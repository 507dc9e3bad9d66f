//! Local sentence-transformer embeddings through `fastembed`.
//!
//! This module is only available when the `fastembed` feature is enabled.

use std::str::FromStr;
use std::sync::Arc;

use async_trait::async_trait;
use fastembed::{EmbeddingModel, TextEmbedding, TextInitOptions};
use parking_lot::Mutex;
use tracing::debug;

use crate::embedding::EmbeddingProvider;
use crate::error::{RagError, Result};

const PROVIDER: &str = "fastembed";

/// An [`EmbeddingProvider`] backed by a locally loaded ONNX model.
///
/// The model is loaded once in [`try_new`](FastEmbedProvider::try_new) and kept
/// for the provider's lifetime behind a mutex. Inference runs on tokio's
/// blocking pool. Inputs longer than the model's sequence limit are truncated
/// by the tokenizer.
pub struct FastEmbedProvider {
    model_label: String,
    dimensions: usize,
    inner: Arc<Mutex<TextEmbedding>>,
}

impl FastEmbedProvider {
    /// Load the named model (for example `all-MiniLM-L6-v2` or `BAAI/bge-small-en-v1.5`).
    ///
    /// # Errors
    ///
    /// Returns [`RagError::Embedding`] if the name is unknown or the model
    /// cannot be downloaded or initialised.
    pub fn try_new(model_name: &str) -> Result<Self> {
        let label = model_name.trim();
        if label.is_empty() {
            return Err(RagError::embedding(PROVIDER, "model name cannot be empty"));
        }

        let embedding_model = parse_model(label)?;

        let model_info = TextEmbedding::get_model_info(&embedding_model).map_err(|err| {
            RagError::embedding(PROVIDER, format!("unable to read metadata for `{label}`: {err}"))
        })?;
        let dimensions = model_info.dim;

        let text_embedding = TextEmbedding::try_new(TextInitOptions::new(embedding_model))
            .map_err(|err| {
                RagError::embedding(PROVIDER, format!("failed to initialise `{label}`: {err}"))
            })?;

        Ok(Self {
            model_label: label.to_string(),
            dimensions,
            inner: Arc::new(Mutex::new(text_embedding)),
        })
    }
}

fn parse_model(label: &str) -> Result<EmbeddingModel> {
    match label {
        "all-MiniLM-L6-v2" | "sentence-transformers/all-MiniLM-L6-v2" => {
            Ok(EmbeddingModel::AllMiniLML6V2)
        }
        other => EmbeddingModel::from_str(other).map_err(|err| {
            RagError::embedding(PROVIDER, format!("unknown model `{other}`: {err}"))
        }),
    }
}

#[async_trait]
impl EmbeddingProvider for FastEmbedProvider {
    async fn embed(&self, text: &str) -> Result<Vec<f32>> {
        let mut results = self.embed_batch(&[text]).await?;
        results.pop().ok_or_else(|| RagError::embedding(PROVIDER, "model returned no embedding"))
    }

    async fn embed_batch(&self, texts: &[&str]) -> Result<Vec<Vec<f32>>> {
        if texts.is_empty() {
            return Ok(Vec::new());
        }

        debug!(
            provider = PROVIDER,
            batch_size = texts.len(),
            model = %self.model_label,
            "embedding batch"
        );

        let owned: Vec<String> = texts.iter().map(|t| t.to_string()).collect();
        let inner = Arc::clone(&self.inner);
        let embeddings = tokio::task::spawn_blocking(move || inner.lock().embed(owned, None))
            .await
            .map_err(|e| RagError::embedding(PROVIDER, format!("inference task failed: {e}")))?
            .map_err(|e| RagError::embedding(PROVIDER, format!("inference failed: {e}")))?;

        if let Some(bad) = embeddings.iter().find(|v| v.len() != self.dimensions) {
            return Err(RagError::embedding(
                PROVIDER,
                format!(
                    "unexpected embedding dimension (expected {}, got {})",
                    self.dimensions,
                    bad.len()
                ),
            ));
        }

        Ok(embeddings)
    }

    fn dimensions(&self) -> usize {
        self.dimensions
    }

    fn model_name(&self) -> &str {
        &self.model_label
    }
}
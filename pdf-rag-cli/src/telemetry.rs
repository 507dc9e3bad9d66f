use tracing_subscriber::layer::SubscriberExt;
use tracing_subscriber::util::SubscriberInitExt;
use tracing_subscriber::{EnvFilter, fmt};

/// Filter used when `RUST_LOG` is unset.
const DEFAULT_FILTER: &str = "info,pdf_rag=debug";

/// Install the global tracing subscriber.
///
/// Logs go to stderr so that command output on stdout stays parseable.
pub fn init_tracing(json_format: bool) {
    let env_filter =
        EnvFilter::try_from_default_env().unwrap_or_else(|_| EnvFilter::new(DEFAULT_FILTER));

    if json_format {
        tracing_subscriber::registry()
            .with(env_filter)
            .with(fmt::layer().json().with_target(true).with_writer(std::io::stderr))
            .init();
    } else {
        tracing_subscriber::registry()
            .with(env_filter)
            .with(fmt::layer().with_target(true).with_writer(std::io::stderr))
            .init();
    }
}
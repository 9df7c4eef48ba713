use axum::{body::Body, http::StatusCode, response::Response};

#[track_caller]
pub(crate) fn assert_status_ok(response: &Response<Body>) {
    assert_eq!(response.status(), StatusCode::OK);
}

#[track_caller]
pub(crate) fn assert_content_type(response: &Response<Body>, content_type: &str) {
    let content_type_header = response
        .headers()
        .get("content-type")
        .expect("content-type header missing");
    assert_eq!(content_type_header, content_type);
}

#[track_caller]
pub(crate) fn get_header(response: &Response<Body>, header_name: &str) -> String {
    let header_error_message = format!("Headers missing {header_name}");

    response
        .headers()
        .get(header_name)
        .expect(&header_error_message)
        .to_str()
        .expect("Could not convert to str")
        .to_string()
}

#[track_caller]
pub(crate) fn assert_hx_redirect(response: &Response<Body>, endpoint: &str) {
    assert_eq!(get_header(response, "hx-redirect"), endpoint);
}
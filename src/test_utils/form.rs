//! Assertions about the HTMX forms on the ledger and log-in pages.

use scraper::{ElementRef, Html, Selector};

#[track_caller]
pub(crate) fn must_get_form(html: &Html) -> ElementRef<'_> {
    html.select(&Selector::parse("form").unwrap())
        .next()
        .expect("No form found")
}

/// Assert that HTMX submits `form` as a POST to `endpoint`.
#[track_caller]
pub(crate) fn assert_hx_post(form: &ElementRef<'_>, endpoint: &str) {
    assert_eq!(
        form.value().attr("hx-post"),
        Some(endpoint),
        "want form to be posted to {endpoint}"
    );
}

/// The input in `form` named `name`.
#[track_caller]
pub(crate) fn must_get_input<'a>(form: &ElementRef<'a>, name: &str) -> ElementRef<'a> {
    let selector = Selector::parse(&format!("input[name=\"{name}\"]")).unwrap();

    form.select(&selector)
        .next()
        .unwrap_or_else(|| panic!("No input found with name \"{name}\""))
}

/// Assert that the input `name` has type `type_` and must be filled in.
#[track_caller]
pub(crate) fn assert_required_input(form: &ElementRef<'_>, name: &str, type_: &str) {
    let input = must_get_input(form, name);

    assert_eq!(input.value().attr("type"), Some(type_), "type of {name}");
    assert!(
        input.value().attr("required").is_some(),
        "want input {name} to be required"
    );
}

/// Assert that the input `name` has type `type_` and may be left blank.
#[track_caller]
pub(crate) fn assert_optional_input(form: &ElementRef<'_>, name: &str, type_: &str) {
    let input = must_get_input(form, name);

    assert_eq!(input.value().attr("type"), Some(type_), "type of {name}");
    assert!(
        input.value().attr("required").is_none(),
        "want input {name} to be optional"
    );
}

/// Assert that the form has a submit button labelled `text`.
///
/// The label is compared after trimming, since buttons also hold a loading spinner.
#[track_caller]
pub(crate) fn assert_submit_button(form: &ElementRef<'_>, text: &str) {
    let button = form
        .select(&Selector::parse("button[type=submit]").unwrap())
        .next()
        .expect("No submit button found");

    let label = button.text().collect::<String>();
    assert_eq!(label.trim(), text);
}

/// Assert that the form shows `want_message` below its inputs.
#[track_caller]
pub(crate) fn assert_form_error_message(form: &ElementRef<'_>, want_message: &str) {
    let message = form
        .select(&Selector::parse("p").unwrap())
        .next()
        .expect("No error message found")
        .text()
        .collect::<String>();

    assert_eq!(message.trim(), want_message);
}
------------------------------------------------------------
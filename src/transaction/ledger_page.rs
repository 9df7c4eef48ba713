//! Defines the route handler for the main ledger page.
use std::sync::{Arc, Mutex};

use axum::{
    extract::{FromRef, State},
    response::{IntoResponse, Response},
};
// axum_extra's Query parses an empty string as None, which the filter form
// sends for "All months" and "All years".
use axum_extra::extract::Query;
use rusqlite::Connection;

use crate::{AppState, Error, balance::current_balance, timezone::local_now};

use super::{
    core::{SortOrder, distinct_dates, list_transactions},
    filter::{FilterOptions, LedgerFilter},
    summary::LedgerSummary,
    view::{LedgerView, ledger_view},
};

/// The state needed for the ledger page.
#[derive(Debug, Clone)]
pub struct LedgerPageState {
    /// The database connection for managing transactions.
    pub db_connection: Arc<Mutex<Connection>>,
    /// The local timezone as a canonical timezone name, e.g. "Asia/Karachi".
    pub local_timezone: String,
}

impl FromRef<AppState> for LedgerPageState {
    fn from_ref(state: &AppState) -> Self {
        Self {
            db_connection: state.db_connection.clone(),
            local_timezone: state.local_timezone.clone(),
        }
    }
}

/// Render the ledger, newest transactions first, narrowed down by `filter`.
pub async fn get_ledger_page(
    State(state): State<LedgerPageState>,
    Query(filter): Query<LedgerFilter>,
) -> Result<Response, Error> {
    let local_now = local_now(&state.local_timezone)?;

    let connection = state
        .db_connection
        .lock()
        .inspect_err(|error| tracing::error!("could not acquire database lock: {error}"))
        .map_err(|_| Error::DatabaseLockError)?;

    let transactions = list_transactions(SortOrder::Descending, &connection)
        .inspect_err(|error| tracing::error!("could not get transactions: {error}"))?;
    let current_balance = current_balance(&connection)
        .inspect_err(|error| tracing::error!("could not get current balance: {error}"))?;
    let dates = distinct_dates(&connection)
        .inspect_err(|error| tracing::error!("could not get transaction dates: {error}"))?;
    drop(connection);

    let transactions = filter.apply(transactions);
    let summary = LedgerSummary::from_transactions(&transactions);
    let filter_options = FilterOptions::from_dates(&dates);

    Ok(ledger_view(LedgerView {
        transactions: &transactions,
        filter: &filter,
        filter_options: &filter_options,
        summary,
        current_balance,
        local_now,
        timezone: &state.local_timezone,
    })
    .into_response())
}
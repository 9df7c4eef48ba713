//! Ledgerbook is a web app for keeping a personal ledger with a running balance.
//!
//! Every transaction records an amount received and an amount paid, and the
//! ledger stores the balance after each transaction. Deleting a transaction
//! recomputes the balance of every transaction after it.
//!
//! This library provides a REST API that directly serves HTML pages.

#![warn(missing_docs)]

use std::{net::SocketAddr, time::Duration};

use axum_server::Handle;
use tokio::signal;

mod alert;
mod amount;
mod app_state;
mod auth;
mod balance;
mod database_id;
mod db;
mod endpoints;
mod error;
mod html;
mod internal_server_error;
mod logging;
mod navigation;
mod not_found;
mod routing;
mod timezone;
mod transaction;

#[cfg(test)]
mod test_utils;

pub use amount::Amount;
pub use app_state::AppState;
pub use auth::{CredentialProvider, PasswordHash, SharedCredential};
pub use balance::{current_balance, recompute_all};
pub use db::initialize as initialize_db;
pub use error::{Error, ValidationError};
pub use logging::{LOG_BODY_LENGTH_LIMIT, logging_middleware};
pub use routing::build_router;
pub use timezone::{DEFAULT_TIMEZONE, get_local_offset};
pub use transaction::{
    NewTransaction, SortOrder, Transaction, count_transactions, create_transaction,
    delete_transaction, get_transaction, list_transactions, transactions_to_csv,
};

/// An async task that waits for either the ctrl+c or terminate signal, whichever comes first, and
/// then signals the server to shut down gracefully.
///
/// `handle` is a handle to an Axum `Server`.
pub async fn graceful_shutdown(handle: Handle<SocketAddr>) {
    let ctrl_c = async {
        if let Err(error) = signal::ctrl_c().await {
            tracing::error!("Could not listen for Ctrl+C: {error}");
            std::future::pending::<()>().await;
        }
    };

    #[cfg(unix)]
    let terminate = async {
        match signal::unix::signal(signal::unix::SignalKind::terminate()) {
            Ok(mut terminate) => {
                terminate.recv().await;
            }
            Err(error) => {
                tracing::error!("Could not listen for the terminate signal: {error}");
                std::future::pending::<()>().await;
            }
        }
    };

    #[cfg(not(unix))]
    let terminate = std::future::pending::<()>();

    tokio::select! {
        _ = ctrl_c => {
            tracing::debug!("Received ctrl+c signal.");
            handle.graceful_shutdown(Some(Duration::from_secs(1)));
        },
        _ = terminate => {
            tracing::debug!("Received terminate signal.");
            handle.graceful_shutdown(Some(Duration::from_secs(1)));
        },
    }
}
------------------------------------------------------------
- **What this task involves**
The lines above that include "FilterOptions" should each be listed.

- **Exercise solution**
    filter::{FilterOptions, LedgerFilter},
    let filter_options = FilterOptions::from_dates(&dates);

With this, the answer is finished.